Scaling Video Training with Parallelism

📝 Yukang Chen, Luozhou Wang, Wei Huang, Shuai Yang, Weian Mao, Song Han
📅 June 3, 2026 ⏱️ 12 min read

Long-video training changes the unit of distributed computation. A short video sample can belong to one GPU. A long video sample may already be too large, too irregular, or too objective-dependent for a single worker to own.

The previous post argued that video generation is becoming an infrastructure problem. This post zooms in on one specific infrastructure question: how do we train on a single video sequence that is too long for a single GPU, without breaking the semantics of the model, the modality, or the training objective?

The answer is not simply “use more GPUs.” Data parallelism gives more samples to more workers. Tensor parallelism splits matrix dimensions. Model parallelism, including pipeline-style layer splits, splits the model itself. For long videos, the painful dimension is often inside one sample: the temporal/context sequence itself, whether represented as visual tokens or latents, plus the attention masks and loss-bearing targets that define the objective.

1. What sequence parallelism actually parallelizes

SP is the parallelism axis for the inside of one sample. Data parallelism splits samples; tensor and model parallelism split model computation.
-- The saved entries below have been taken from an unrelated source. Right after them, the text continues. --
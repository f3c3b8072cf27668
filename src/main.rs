//! Audit Risk CLI: reads a batch of audit events (JSON array or NDJSON) from a
//! file or stdin and writes one JSON line per event to stdout.
//!
//! Modes:
//! - default: feature vectors
//! - `--score`: batch extraction, then model score per row
//! - `--live`: each event scored on its own, as the live boundary does
//!   (with retained history when `history.enabled` is set)
//! - `--explain`: like `--live`, with per-feature attributions

use audit_risk::{
    config::EngineConfig,
    error::EngineError,
    events::RawEvent,
    explain::AblationExplainer,
    features::{FeatureExtractor, FeatureVector},
    history::EventHistory,
    logging::{LogEvent, StructuredLogger},
    model::OnnxDetector,
    risk::RiskService,
};
use chrono::Utc;
use serde::Serialize;
use std::io::{BufWriter, Read, Write};
use std::sync::Arc;
use tracing::{error, info};

#[derive(Debug, Clone, Copy, PartialEq, Eq)]
enum Mode {
    Features,
    Score,
    Live,
    Explain,
}

#[derive(Serialize)]
struct FeatureRow {
    row: usize,
    #[serde(flatten)]
    features: FeatureVector,
}

type BoxError = Box<dyn std::error::Error + Send + Sync>;

fn parse_args() -> Result<(Mode, Option<String>), BoxError> {
    let mut mode = Mode::Features;
    let mut input = None;
    for arg in std::env::args().skip(1) {
        match arg.as_str() {
            "--score" => mode = Mode::Score,
            "--live" => mode = Mode::Live,
            "--explain" => mode = Mode::Explain,
            "-" => input = None,
            flag if flag.starts_with("--") => return Err(format!("unknown flag {flag}").into()),
            path => input = Some(path.to_string()),
        }
    }
    Ok((mode, input))
}

/// JSON array if the input starts with `[`, otherwise one object per non-empty line.
fn parse_records(text: &str) -> Result<Vec<RawEvent>, serde_json::Error> {
    if text.trim_start().starts_with('[') {
        return serde_json::from_str(text);
    }
    text.lines()
        .filter(|l| !l.trim().is_empty())
        .map(serde_json::from_str)
        .collect()
}

fn build_service(config: &EngineConfig) -> Result<RiskService, EngineError> {
    let extractor = FeatureExtractor::new(config.features.clone())?;
    let model = Arc::new(OnnxDetector::load(&config.model_path)?);
    let service = RiskService::new(extractor, model, Arc::new(AblationExplainer::default()));
    Ok(if config.history.enabled {
        config.history.validate()?;
        service.with_history(EventHistory::new(&config.history))
    } else {
        service
    })
}

fn run(config: &EngineConfig, mode: Mode, records: &[RawEvent], out: &mut impl Write) -> Result<(), BoxError> {
    match mode {
        Mode::Features => {
            let table = FeatureExtractor::new(config.features.clone())?.extract(records)?;
            for (row, features) in table.rows().iter().enumerate() {
                StructuredLogger::emit_json(&FeatureRow { row, features: *features }, &mut *out)?;
            }
        }
        Mode::Score => {
            let service = build_service(config)?;
            let (_, results) = service.score_batch(records)?;
            let ts = Utc::now().to_rfc3339();
            for (row, (raw, result)) in records.iter().zip(&results).enumerate() {
                let line = LogEvent {
                    ts: ts.clone(),
                    row,
                    user: raw.user.as_deref(),
                    risk_score: Some(result.risk_score),
                    classification: Some(result.classification.as_str()),
                    error: None,
                };
                StructuredLogger::emit_json(&line, &mut *out)?;
            }
        }
        Mode::Live => {
            let service = build_service(config)?;
            for (row, raw) in records.iter().enumerate() {
                match service.score(raw) {
                    Ok(result) => {
                        let line = LogEvent {
                            ts: Utc::now().to_rfc3339(),
                            row,
                            user: raw.user.as_deref(),
                            risk_score: Some(result.risk_score),
                            classification: Some(result.classification.as_str()),
                            error: None,
                        };
                        StructuredLogger::emit_json(&line, &mut *out)?;
                    }
                    Err(e) => emit_row_error(row, raw, &e, &mut *out)?,
                }
            }
        }
        Mode::Explain => {
            let service = build_service(config)?;
            for (row, raw) in records.iter().enumerate() {
                match service.explain(raw) {
                    Ok(result) => StructuredLogger::emit_json(&result, &mut *out)?,
                    Err(e) => emit_row_error(row, raw, &e, &mut *out)?,
                }
            }
        }
    }
    Ok(())
}

/// Per-event failures in the live modes are reported in place; the batch continues.
fn emit_row_error(row: usize, raw: &RawEvent, err: &EngineError, out: &mut impl Write) -> std::io::Result<()> {
    let msg = err.to_string();
    let line = LogEvent {
        ts: Utc::now().to_rfc3339(),
        row,
        user: raw.user.as_deref(),
        risk_score: None,
        classification: None,
        error: Some(&msg),
    };
    StructuredLogger::emit_json(&line, out)
}

fn main() -> Result<(), BoxError> {
    let config = EngineConfig::from_env();
    StructuredLogger::init(config.log.json, &config.log.level);

    let (mode, input) = parse_args()?;
    let mut text = String::new();
    match &input {
        Some(path) => text = std::fs::read_to_string(path)?,
        None => {
            std::io::stdin().read_to_string(&mut text)?;
        }
    }
    let records = parse_records(&text)?;
    info!(rows = records.len(), mode = ?mode, "batch loaded");

    let stdout = std::io::stdout();
    let mut out = BufWriter::new(stdout.lock());
    if let Err(e) = run(&config, mode, &records, &mut out) {
        out.flush()?;
        error!(error = %e, "batch failed");
        let code = match e.downcast_ref::<EngineError>() {
            Some(err) if err.is_validation() => 2,
            _ => 1,
        };
        std::process::exit(code);
    }
    out.flush()?;
    Ok(())
}
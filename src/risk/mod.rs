//! Risk classification and the live scoring boundary.

mod engine;
mod service;

pub use engine::{Classification, ExplainResult, RiskResult, ANOMALY_THRESHOLD};
pub use service::RiskService;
Sequence/context parallelism splits the time or context dimension itself.

This matters once a single video becomes hundreds or thousands of frames, but the bottleneck is not always just token count. LongVILA is a token-heavy example: 1400 frames become about 274K tokens, with training contexts up to 2M tokens. LongLive-2.0 is different: AR teacher forcing represents each temporal chunk in two streams, clean history and noisy target. If generic SP shards the concatenated clean/noisy sequence, some ranks can become clean-heavy while others carry the target loss, and VAE encoding can still be replicated. Balanced SP changes the ownership unit: each rank keeps the clean/noisy pair for the same temporal chunk and VAE-encodes only its local chunk plus a left halo [1] [2].
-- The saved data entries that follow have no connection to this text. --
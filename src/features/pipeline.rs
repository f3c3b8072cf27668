//! Feature extraction pipeline: raw records → normalized batch → stages → feature table.

use super::{population, temporal, FailureWindowCounter, FeatureTable, FeatureVector};
use super::{PopulationFeatures, TemporalFeatures};
use crate::config::FeaturesConfig;
use crate::error::Result;
use crate::events::{normalize_batch, AuditEvent, RawEvent};
use std::collections::HashSet;
use tracing::{debug, warn, Level};

/// Stateless extractor; safe to share across threads. Each call depends only on its batch.
pub struct FeatureExtractor {
    config: FeaturesConfig,
    failures: FailureWindowCounter,
}

impl Default for FeatureExtractor {
    fn default() -> Self {
        Self {
            config: FeaturesConfig::default(),
            failures: FailureWindowCounter::default(),
        }
    }
}

impl FeatureExtractor {
    pub fn new(config: FeaturesConfig) -> Result<Self> {
        config.validate()?;
        let failures = FailureWindowCounter::from_secs(config.failure_window_secs);
        Ok(Self { config, failures })
    }

    pub fn config(&self) -> &FeaturesConfig {
        &self.config
    }

    /// Validate and extract. Any unparseable record fails the whole batch.
    pub fn extract(&self, records: &[RawEvent]) -> Result<FeatureTable> {
        let events = normalize_batch(records).inspect_err(|e| {
            warn!(rows = records.len(), error = %e, "batch rejected");
        })?;
        Ok(self.extract_events(&events))
    }

    /// Extract from an already normalized batch. Total: never fails.
    pub fn extract_events(&self, events: &[AuditEvent]) -> FeatureTable {
        let temporal = temporal::derive(events, self.config.event_type_vocabulary.as_deref());
        let failures = self.failures.count(events);
        let population = population::aggregate(events, self.config.observation_days);

        if tracing::enabled!(Level::DEBUG) {
            debug!(
                rows = events.len(),
                failure_rows = events.iter().filter(|e| e.is_login_failure()).count(),
                users = events.iter().map(|e| e.user.as_str()).collect::<HashSet<_>>().len(),
                ips = events.iter().map(|e| e.ip_address.as_str()).collect::<HashSet<_>>().len(),
                "features extracted"
            );
        }

        assemble(&temporal, &failures, &population)
    }
}

/// Join stage outputs by row position.
fn assemble(
    temporal: &[TemporalFeatures],
    failures: &[u32],
    population: &[PopulationFeatures],
) -> FeatureTable {
    debug_assert_eq!(temporal.len(), failures.len());
    debug_assert_eq!(temporal.len(), population.len());
    let rows = temporal
        .iter()
        .zip(failures)
        .zip(population)
        .map(|((t, &failed), p)| FeatureVector {
            event_hour: t.event_hour,
            event_type_code: t.event_type_code,
            resource_depth: t.resource_depth,
            is_privileged_event: t.is_privileged_event,
            is_weekend: t.is_weekend,
            failed_logins_last_1h: failed,
            ip_event_count: p.ip_event_count,
            user_event_rate: p.user_event_rate,
        })
        .collect();
    FeatureTable::new(rows)
}
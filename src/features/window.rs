//! Trailing-window login failure counter.
//!
//! For each `login_failure` event at time `t`, counts the same user's other
//! `login_failure` events in `[t - window, t)`. The lower bound is inclusive;
//! the upper bound is exclusive, so events sharing `t` never count each other.
//! Every other event type gets 0.
//!
//! Counts are re-attached by row position, so duplicate `(timestamp, user)`
//! pairs cannot fan out into extra rows.

use crate::events::AuditEvent;
use chrono::{DateTime, Duration, Utc};
use std::collections::HashMap;

pub struct FailureWindowCounter {
    window: Duration,
}

impl Default for FailureWindowCounter {
    fn default() -> Self {
        Self::new(Duration::hours(1))
    }
}

impl FailureWindowCounter {
    pub fn new(window: Duration) -> Self {
        Self { window }
    }

    /// Out-of-range values saturate to the largest representable window.
    pub fn from_secs(secs: i64) -> Self {
        Self::new(Duration::try_seconds(secs).unwrap_or(Duration::MAX))
    }

    pub fn window(&self) -> Duration {
        self.window
    }

    /// One count per input row.
    pub fn count(&self, events: &[AuditEvent]) -> Vec<u32> {
        let mut counts = vec![0u32; events.len()];

        // user -> (instant, row) of that user's failures
        let mut groups: HashMap<&str, Vec<(DateTime<Utc>, usize)>> = HashMap::new();
        for (row, e) in events.iter().enumerate() {
            if e.is_login_failure() {
                groups.entry(e.user.as_str()).or_default().push((e.timestamp.with_timezone(&Utc), row));
            }
        }

        for group in groups.values_mut() {
            group.sort_by_key(|(ts, _)| *ts);
            let times: Vec<DateTime<Utc>> = group.iter().map(|(ts, _)| *ts).collect();
            for &(t, row) in group.iter() {
                let start = t.checked_sub_signed(self.window).unwrap_or(DateTime::<Utc>::MIN_UTC);
                let lo = times.partition_point(|x| *x < start);
                let hi = times.partition_point(|x| *x < t);
                counts[row] = (hi - lo) as u32;
            }
        }
        counts
    }
}
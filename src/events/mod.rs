//! Audit event types: raw records as received and the canonical parsed form.

mod normalize;

use chrono::{DateTime, FixedOffset};
use serde::{Deserialize, Serialize};

pub use normalize::{normalize_batch, parse_timestamp, EventNormalizer};

pub const LOGIN_SUCCESS: &str = "login_success";
pub const LOGIN_FAILURE: &str = "login_failure";
pub const FILE_ACCESS: &str = "file_access";
pub const PRIVILEGE_ESCALATION: &str = "privilege_escalation";
pub const CONFIG_CHANGE: &str = "config_change";

/// Event types flagged by `is_privileged_event`.
pub const PRIVILEGED_EVENT_TYPES: [&str; 2] = [PRIVILEGE_ESCALATION, CONFIG_CHANGE];

/// Raw audit record: field name to value, exactly as supplied by the caller.
/// Unknown fields are kept in `extra` and ignored by the engine.
#[derive(Debug, Clone, Default, PartialEq, Serialize, Deserialize)]
pub struct RawEvent {
    #[serde(default)]
    pub timestamp: Option<String>,
    #[serde(default)]
    pub user: Option<String>,
    #[serde(default)]
    pub ip_address: Option<String>,
    #[serde(default)]
    pub event_type: Option<String>,
    #[serde(default)]
    pub resource: Option<String>,
    #[serde(flatten)]
    pub extra: serde_json::Map<String, serde_json::Value>,
}

impl RawEvent {
    pub fn new(
        timestamp: impl Into<String>,
        user: impl Into<String>,
        ip_address: impl Into<String>,
        event_type: impl Into<String>,
        resource: impl Into<String>,
    ) -> Self {
        Self {
            timestamp: Some(timestamp.into()),
            user: Some(user.into()),
            ip_address: Some(ip_address.into()),
            event_type: Some(event_type.into()),
            resource: Some(resource.into()),
            extra: serde_json::Map::new(),
        }
    }
}

/// Canonical audit event. Immutable once parsed.
#[derive(Debug, Clone, PartialEq, Eq, Serialize, Deserialize)]
pub struct AuditEvent {
    /// Keeps the written offset; naive input is +00:00. Compares as an instant.
    pub timestamp: DateTime<FixedOffset>,
    pub user: String,
    pub ip_address: String,
    pub event_type: String,
    pub resource: String,
}

impl AuditEvent {
    pub fn is_login_failure(&self) -> bool {
        self.event_type == LOGIN_FAILURE
    }

    pub fn is_privileged(&self) -> bool {
        PRIVILEGED_EVENT_TYPES.contains(&self.event_type.as_str())
    }
}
Short video training: many samples  -> split the batch
Long video training:  one sample    -> split inside the sample

The mental model is:

Figure 1. Generated animated diagram. Data parallelism splits samples, tensor parallelism splits hidden dimensions, model/pipeline parallelism splits model depth, and sequence/context parallelism splits inside a single sample.

Parallelism	What it splits	What it solves	Why it is not enough alone for long videos
Data parallelism / FSDP / ZeRO	Batch, parameters, gradients, optimizer state	Parameter and optimizer memory; throughput across samples	A single video sample can still be too long for one rank.
Tensor parallelism	Hidden dimensions, attention heads, MLP dimensions	Large matrix operations inside a layer	The sequence activation may still be too large.
Model / pipeline parallelism	Transformer layers or other model partitions	Deep models that do not fit on one device	Each stage or partition may still see the full sequence.
Sequence / context parallelism	Sequence, context, or time dimension	Long sequences whose activations and attention do not fit on one device	The shard must match modality, objective, masks, and hardware.
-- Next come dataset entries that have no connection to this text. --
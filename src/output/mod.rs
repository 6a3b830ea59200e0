//! Output formatters for canonical readings.
//!
//! This module provides a trait for formatting readings and an implementation
//! for InfluxDB line protocol.

pub mod influxdb;

use crate::reading::CanonicalReading;

/// Trait for formatting readings into output strings.
///
/// Implementations of this trait convert a `CanonicalReading` into a single
/// formatted line suitable for a specific output format, or `None` when the
/// reading has nothing the format can express.
pub trait OutputFormatter: Send + Sync {
    /// Format a reading.
    ///
    /// # Arguments
    /// * `reading` - The reading to format, display name already resolved
    ///
    /// # Returns
    /// A formatted string representation of the reading, if it has one
    fn format(&self, reading: &CanonicalReading) -> Option<String>;
}
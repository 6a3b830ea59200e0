//! InfluxDB line protocol output formatter.

use crate::metric::{Metric, MetricValue};
use crate::output::OutputFormatter;
use crate::reading::CanonicalReading;
use std::collections::BTreeMap;
use std::fmt;
use time::OffsetDateTime;

/// Field values for InfluxDB line protocol
#[derive(Debug, PartialEq)]
pub enum FieldValue {
    Float(f64),
    /// Written with the `i` suffix
    Integer(i64),
}

impl From<MetricValue> for FieldValue {
    fn from(value: MetricValue) -> Self {
        match value {
            MetricValue::Integer(n) => FieldValue::Integer(n),
            MetricValue::Float(x) => FieldValue::Float(x),
        }
    }
}

impl fmt::Display for FieldValue {
    fn fmt(&self, f: &mut fmt::Formatter) -> fmt::Result {
        match self {
            FieldValue::Float(num) => write!(f, "{num}"),
            FieldValue::Integer(num) => write!(f, "{num}i"),
        }
    }
}

/// Data point in InfluxDB line protocol
#[derive(Debug)]
pub struct DataPoint {
    pub measurement: String,
    pub tag_set: BTreeMap<String, String>,
    pub field_set: BTreeMap<String, FieldValue>,
    pub timestamp: Option<OffsetDateTime>,
}

/// Backslash-escape `special` characters of `value`.
fn write_escaped(fmt: &mut fmt::Formatter, value: &str, special: &[char]) -> fmt::Result {
    for c in value.chars() {
        if special.contains(&c) {
            fmt.write_str("\\")?;
        }
        write!(fmt, "{c}")?;
    }
    Ok(())
}

/// Characters escaped in measurement names.
const MEASUREMENT_SPECIAL: &[char] = &[',', ' '];

/// Characters escaped in tag values.
const TAG_SPECIAL: &[char] = &[',', '=', ' '];

impl fmt::Display for DataPoint {
    fn fmt(&self, fmt: &mut fmt::Formatter) -> fmt::Result {
        write_escaped(fmt, &self.measurement, MEASUREMENT_SPECIAL)?;
        for (key, value) in &self.tag_set {
            write!(fmt, ",{key}=")?;
            write_escaped(fmt, value, TAG_SPECIAL)?;
        }
        for (i, (key, value)) in self.field_set.iter().enumerate() {
            let separator = if i == 0 { ' ' } else { ',' };
            write!(fmt, "{separator}{key}={value}")?;
        }
        if let Some(time) = self.timestamp {
            write!(fmt, " {}", time.unix_timestamp_nanos())?;
        }
        Ok(())
    }
}

/// Renders readings as InfluxDB line protocol.
///
/// Field names and units follow the Telegraf RuuviTag conventions: humidity
/// as a fraction, pressure in kilopascals, battery voltage as
/// `battery_potential`. Counters and RSSI are integer fields. Readings
/// without a timestamp are written without one, so the server assigns its own.
/// Readings without any field have no line protocol form and are skipped.
pub struct InfluxDbFormatter {
    measurement_name: String,
}

impl InfluxDbFormatter {
    pub fn new(measurement_name: String) -> Self {
        Self { measurement_name }
    }

    /// Percent to fraction (0-1).
    fn humidity_fraction(percent: f64) -> f64 {
        percent / 100.0
    }

    /// Pascals to kilopascals.
    fn pressure_kpa(pascals: f64) -> f64 {
        pascals / 1000.0
    }

    fn field_name(metric: Metric) -> &'static str {
        match metric {
            Metric::Temperature => "temperature",
            Metric::Pressure => "pressure",
            Metric::Humidity => "humidity",
            Metric::AccelX => "acceleration_x",
            Metric::AccelY => "acceleration_y",
            Metric::AccelZ => "acceleration_z",
            Metric::Voltage => "battery_potential",
            Metric::TxPower => "tx_power",
            Metric::Rssi => "rssi",
            Metric::DataFormat => "data_format",
            Metric::MovementCounter => "movement_counter",
            Metric::MeasurementSequenceNumber => "measurement_sequence_number",
        }
    }

    fn tag_set(&self, reading: &CanonicalReading) -> BTreeMap<String, String> {
        let mut tags = BTreeMap::new();
        tags.insert("id".to_string(), reading.sensor_id.clone());
        tags.insert("name".to_string(), reading.display_name.clone());
        tags
    }

    /// Build the field set. Absent values are omitted.
    fn field_set(&self, reading: &CanonicalReading) -> BTreeMap<String, FieldValue> {
        let mut fields: BTreeMap<String, FieldValue> = Metric::ALL
            .into_iter()
            .filter_map(|metric| {
                let value = match (metric, reading.metric(metric)?) {
                    (Metric::Humidity, v) => FieldValue::Float(Self::humidity_fraction(v.as_f64())),
                    (Metric::Pressure, v) => FieldValue::Float(Self::pressure_kpa(v.as_f64())),
                    (_, v) => v.into(),
                };
                Some((Self::field_name(metric).to_string(), value))
            })
            .collect();

        if let Some(station) = reading.station {
            let context = [
                ("station_battery_level", station.battery_level.map(FieldValue::Integer)),
                ("station_location_accuracy", station.location_accuracy.map(FieldValue::Float)),
                ("station_latitude", station.latitude.map(FieldValue::Float)),
                ("station_longitude", station.longitude.map(FieldValue::Float)),
            ];
            for (name, value) in context {
                if let Some(value) = value {
                    fields.insert(name.to_string(), value);
                }
            }
        }

        fields
    }

    fn to_data_point(&self, reading: &CanonicalReading) -> DataPoint {
        DataPoint {
            measurement: self.measurement_name.clone(),
            tag_set: self.tag_set(reading),
            field_set: self.field_set(reading),
            timestamp: reading.updated_at,
        }
    }
}

impl OutputFormatter for InfluxDbFormatter {
    fn format(&self, reading: &CanonicalReading) -> Option<String> {
        let data_point = self.to_data_point(reading);
        if data_point.field_set.is_empty() {
            return None;
        }
        Some(data_point.to_string())
    }
}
In this post, SP means the broad form of sequence/context parallelism: partitioning the context, time, or token dimension of one sample across ranks. For long video, that partition must also respect modality, objective, masks, and hardware topology [4] [9].

2. A short map of SP systems

Before looking at video, it helps to place LongVILA and LongLive-2.0 on the SP map.

Sequence Parallelism from a system perspective. Li et al. framed sequence parallelism as a way to break the input sequence length limitation by splitting a long sequence into chunks and distributing those chunks across devices [3].

Megatron sequence parallelism and context parallelism. Megatron-style SP reduces activation memory and interacts naturally with tensor parallelism. Megatron Core’s later context parallelism generalizes the idea by partitioning the sequence dimension for network inputs and activations [4] [9].

DeepSpeed-Ulysses. Ulysses partitions input data along the sequence dimension and uses all-to-all communication during attention, which can be efficient when the number of attention heads supports the required partitioning [5].

Ring Attention. Ring Attention uses blockwise attention and ring communication of key-value blocks, letting devices stream KV chunks while computing local attention [6]. This makes context length scale naturally with the number of devices.

USP and LoongTrain. USP unifies Ulysses-style and Ring-style approaches into a broader sequence-parallel design space [7]. LoongTrain pushes the same direction toward 2D-Attention and head-context parallelism for long-sequence LLM training [8].

The map gives us vocabulary, not the final answer. These systems answer how to distribute long transformer sequences. Long videos add another layer: the sequence is produced by a multimodal pipeline or by a structured generation objective.

3. SP for long-video understanding

LongVILA is a long-context VLM system for long-video understanding. Algorithmically, it extends the VILA training recipe with context extension and long-video supervised fine-tuning. System-wise, its key idea is Multi-Modal Sequence Parallelism, or MM-SP [1].

The headline numbers show the regime: LongVILA extends VILA from 8 video frames to 2048 frames and reports 99.8% accuracy in a 6000-frame needle-in-a-haystack evaluation, where the video can exceed 1M tokens [1].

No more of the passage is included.